━━━━━ Given records ━━━━━

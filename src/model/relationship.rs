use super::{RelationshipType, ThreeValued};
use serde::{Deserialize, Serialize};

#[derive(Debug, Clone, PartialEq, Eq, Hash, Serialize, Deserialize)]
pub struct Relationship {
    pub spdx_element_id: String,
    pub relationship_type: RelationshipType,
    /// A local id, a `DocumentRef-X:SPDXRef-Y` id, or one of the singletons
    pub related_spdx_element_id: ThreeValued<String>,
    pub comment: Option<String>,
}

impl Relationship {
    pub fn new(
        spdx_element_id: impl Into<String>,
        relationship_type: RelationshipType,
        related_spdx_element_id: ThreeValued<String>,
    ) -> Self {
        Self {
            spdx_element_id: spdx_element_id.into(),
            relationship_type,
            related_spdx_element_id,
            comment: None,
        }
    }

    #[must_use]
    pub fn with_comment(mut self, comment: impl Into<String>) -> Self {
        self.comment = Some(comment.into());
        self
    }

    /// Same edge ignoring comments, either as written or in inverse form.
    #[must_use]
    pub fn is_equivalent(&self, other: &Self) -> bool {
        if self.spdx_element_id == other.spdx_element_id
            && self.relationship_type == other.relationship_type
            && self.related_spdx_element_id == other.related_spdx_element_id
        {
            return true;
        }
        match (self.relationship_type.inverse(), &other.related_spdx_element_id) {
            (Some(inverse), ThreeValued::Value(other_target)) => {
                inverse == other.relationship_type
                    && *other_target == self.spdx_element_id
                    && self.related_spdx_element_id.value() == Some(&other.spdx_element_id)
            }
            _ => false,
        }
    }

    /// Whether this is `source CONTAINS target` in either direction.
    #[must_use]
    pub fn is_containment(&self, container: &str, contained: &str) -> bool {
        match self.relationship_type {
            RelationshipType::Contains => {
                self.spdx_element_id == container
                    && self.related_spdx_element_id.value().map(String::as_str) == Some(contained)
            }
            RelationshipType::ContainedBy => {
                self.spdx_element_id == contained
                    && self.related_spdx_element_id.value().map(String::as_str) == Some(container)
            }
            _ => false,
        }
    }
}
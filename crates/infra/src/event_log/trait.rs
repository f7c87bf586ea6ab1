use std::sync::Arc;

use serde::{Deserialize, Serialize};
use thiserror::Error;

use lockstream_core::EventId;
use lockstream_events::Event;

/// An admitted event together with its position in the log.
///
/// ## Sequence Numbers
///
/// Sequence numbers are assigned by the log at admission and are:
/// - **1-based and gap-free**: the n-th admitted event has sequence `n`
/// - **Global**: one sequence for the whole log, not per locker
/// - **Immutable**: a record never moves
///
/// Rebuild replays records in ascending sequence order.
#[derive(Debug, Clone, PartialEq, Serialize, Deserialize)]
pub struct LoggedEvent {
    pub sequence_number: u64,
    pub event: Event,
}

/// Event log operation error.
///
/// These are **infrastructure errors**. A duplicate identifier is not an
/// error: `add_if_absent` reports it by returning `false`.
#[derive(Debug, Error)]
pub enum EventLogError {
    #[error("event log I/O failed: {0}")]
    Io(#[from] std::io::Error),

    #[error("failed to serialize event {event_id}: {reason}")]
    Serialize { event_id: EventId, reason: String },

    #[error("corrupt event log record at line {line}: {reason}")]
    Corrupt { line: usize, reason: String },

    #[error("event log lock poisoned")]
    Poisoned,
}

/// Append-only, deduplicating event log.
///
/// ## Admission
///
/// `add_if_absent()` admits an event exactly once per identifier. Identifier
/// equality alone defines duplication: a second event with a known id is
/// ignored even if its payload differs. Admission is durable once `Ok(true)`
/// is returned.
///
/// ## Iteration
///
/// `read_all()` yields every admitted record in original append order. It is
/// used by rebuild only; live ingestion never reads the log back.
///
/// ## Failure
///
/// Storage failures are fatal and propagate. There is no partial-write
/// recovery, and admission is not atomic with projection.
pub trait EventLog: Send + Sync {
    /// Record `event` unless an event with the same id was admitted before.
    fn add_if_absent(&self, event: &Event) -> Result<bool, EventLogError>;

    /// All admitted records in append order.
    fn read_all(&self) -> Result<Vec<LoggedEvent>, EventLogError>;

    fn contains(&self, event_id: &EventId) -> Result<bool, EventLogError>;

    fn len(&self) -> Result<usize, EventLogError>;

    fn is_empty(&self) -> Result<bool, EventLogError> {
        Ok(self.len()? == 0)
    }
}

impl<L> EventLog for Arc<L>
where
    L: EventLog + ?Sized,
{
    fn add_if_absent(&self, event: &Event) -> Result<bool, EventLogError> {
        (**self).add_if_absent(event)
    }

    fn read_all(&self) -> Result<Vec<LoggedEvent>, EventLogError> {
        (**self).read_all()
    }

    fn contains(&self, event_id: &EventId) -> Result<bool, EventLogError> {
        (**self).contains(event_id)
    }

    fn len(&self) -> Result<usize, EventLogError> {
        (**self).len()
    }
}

━━━━━
━━━━━ Given records ━━━━━

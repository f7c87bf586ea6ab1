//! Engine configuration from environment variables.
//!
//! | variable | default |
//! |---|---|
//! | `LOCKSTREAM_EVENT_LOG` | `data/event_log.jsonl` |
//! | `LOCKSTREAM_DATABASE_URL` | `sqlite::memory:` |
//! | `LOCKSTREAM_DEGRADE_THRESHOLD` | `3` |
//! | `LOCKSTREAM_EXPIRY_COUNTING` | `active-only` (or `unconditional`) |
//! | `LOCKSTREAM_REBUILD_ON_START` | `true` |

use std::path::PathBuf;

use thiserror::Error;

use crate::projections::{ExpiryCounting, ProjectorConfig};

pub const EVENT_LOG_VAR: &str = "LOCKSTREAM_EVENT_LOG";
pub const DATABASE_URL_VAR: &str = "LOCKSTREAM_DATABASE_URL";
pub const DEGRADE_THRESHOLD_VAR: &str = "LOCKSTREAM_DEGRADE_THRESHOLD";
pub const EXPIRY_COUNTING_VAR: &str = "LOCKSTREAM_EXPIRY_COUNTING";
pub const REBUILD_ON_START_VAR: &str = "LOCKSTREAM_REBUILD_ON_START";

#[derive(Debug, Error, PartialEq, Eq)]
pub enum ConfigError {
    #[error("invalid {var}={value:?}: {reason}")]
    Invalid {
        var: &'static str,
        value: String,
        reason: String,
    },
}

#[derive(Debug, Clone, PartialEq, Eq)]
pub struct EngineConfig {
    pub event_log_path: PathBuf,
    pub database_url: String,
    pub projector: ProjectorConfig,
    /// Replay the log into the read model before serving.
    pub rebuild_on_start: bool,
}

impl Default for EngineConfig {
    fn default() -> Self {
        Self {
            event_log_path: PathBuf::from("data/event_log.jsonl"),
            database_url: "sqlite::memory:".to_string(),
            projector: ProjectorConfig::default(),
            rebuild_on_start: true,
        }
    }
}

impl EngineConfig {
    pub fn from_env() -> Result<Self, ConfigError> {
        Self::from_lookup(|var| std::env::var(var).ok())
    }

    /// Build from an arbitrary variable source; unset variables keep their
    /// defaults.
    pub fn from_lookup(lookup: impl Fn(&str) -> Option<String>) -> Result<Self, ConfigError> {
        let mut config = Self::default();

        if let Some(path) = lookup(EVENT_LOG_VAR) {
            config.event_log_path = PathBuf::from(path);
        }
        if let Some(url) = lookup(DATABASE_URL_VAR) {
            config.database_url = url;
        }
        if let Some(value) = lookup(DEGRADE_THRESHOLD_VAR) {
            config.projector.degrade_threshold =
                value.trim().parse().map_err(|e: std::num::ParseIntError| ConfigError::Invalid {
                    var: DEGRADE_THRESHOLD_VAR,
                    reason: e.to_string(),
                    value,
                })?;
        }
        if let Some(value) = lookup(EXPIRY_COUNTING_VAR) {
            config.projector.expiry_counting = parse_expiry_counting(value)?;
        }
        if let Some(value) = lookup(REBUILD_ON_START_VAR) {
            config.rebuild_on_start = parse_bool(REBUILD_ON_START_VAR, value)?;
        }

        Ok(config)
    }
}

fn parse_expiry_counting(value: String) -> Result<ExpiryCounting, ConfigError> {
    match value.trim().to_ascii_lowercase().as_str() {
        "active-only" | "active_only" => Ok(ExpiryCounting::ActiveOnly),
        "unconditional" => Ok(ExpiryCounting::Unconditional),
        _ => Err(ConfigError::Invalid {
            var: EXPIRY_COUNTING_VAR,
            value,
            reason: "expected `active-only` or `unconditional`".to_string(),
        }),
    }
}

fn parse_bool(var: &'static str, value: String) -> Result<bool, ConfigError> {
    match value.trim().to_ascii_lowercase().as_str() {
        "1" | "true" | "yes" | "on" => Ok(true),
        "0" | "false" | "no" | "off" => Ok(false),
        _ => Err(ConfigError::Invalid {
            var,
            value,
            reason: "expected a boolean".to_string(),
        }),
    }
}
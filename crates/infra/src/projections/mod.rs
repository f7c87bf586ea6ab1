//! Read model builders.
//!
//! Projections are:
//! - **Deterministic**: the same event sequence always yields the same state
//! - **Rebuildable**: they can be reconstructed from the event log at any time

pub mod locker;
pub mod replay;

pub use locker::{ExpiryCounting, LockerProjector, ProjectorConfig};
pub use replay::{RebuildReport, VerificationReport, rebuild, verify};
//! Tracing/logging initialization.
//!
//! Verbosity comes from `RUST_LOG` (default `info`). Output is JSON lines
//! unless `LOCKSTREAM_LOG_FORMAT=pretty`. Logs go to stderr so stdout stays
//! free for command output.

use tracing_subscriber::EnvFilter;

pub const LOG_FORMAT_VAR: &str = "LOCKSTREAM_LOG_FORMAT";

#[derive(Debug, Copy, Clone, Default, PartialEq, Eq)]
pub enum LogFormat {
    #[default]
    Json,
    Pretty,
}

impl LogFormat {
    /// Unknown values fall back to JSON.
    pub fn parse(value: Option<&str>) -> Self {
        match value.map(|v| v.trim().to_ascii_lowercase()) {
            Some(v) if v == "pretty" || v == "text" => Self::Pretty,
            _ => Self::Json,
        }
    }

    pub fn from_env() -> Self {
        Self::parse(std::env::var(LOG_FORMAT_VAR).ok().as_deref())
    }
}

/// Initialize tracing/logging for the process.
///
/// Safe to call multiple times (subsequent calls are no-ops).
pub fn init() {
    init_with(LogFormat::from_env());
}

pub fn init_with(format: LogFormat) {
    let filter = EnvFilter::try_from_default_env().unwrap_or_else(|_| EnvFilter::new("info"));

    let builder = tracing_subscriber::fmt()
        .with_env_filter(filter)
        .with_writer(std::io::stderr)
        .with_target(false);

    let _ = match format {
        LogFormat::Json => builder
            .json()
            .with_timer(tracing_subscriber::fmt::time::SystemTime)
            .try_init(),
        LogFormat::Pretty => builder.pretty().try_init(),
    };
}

━━━━━

Assignment:
Would you retype exactly the lines above, from the line with "use std::sync::Arc;" to the line with "fn read_all(&self) -> Result<Vec<LoggedEvent>, EventLogError>;", with both end lines kept and nothing more?

Completed task:
use std::sync::Arc;

use serde::{Deserialize, Serialize};
use thiserror::Error;

use lockstream_core::EventId;
use lockstream_events::Event;

/// An admitted event together with its position in the log.
///
/// ## Sequence Numbers
///
/// Sequence numbers are assigned by the log at admission and are:
/// - **1-based and gap-free**: the n-th admitted event has sequence `n`
/// - **Global**: one sequence for the whole log, not per locker
/// - **Immutable**: a record never moves
///
/// Rebuild replays records in ascending sequence order.
#[derive(Debug, Clone, PartialEq, Serialize, Deserialize)]
pub struct LoggedEvent {
    pub sequence_number: u64,
    pub event: Event,
}

/// Event log operation error.
///
/// These are **infrastructure errors**. A duplicate identifier is not an
/// error: `add_if_absent` reports it by returning `false`.
#[derive(Debug, Error)]
pub enum EventLogError {
    #[error("event log I/O failed: {0}")]
    Io(#[from] std::io::Error),

    #[error("failed to serialize event {event_id}: {reason}")]
    Serialize { event_id: EventId, reason: String },

    #[error("corrupt event log record at line {line}: {reason}")]
    Corrupt { line: usize, reason: String },

    #[error("event log lock poisoned")]
    Poisoned,
}

/// Append-only, deduplicating event log.
///
/// ## Admission
///
/// `add_if_absent()` admits an event exactly once per identifier. Identifier
/// equality alone defines duplication: a second event with a known id is
/// ignored even if its payload differs. Admission is durable once `Ok(true)`
/// is returned.
///
/// ## Iteration
///
/// `read_all()` yields every admitted record in original append order. It is
/// used by rebuild only; live ingestion never reads the log back.
///
/// ## Failure
///
/// Storage failures are fatal and propagate. There is no partial-write
/// recovery, and admission is not atomic with projection.
pub trait EventLog: Send + Sync {
    /// Record `event` unless an event with the same id was admitted before.
    fn add_if_absent(&self, event: &Event) -> Result<bool, EventLogError>;

    /// All admitted records in append order.
    fn read_all(&self) -> Result<Vec<LoggedEvent>, EventLogError>;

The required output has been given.